32 Dans ce contexte, il est loisible à la requérante de saisir les juridictions allemandes, lesquelles seront amenées à examiner, le cas échéant après avoir saisi la Cour d’une question préjudicielle en interprétation sur le fondement de l’article 267 TFUE, si l’ajout d’une condition d’éligibilité supplémentaire par le droit national s’apparente à la modification d’une aide existante, au sens de l’article 4, paragraphe 1, du règlement (CE) no 794/2004 de la Commission, du 21 avril 2004, concernant la mise en œuvre du règlement (UE) 2015/1589 du Conseil portant modalités d’application de l’article 108 TFUE (JO 2004, L 140, p. 1), et, partant, à une aide nouvelle au sens de l’article 1er, sous c), du règlement (UE) 2015/1589 du Conseil, du 13 juillet 2015, portant modalités d’application de l’article 108 TFUE (JO 2015, L 248, p. 9), soumise à l’obligation de notification en application de l’article 108, paragraphe 3, TFUE.

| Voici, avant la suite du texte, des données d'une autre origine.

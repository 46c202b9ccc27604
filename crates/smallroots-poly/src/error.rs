//! Errors raised while building rings and polynomials.

use thiserror::Error;

/// Error type for ring construction and expression parsing.
#[derive(Debug, Clone, PartialEq, Eq, Error)]
pub enum PolyError {
    /// Two ring generators share a name.
    #[error("duplicate variable `{0}` in polynomial ring")]
    DuplicateVariable(String),

    /// An expression mentions a name the target ring does not have.
    #[error("unknown variable `{0}`")]
    UnknownVariable(String),

    /// The text is not a polynomial expression.
    #[error("cannot parse `{input}`: {reason}")]
    Syntax {
        /// The offending input.
        input: String,
        /// What went wrong.
        reason: String,
    },

    /// Only `A == B` equations are polynomial relations.
    #[error("unsupported relational operator in `{0}`, only `==` is allowed")]
    UnsupportedRelation(String),
}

33 Il découle de l’ensemble des appréciations qui précèdent que, au regard de l’article 2, paragraphe 2, du régime fédéral d’indemnisation tel qu’il a été déclaré compatible avec l’article 107, paragraphe 2, sous b), TFUE dans la décision attaquée, la requérante aurait été éligible à une aide au titre dudit régime. Il en résulte que l’annulation de la décision attaquée ne procurerait aucun bénéfice à la requérante au sens de la jurisprudence citée au point 20 ci-dessus, de sorte que son recours doit être rejeté comme étant irrecevable pour défaut d’intérêt à agir.
Sur les dépens
34 Aux termes de l’article 134, paragraphe 1, du règlement de procédure, toute partie qui succombe est condamnée aux dépens, s’il est conclu en ce sens.
35 La requérante ayant succombé et la Commission ayant conclu en ce sens, il y a lieu de la condamner aux dépens.
36 Aux termes de l’article 138, paragraphe 1, du règlement de procédure, les États membres et les institutions qui sont intervenus au litige supportent leurs propres dépens. La République fédérale d’Allemagne supportera donc ses propres dépens.
Par ces motifs,
LE TRIBUNAL (deuxième chambre élargie)
déclare et arrête :
1) Le recours est rejeté.
2) E. Breuninger GmbH & Co supportera ses propres dépens et ceux exposés par la Commission européenne.
3) La République fédérale d’Allemagne supportera ses propres dépens.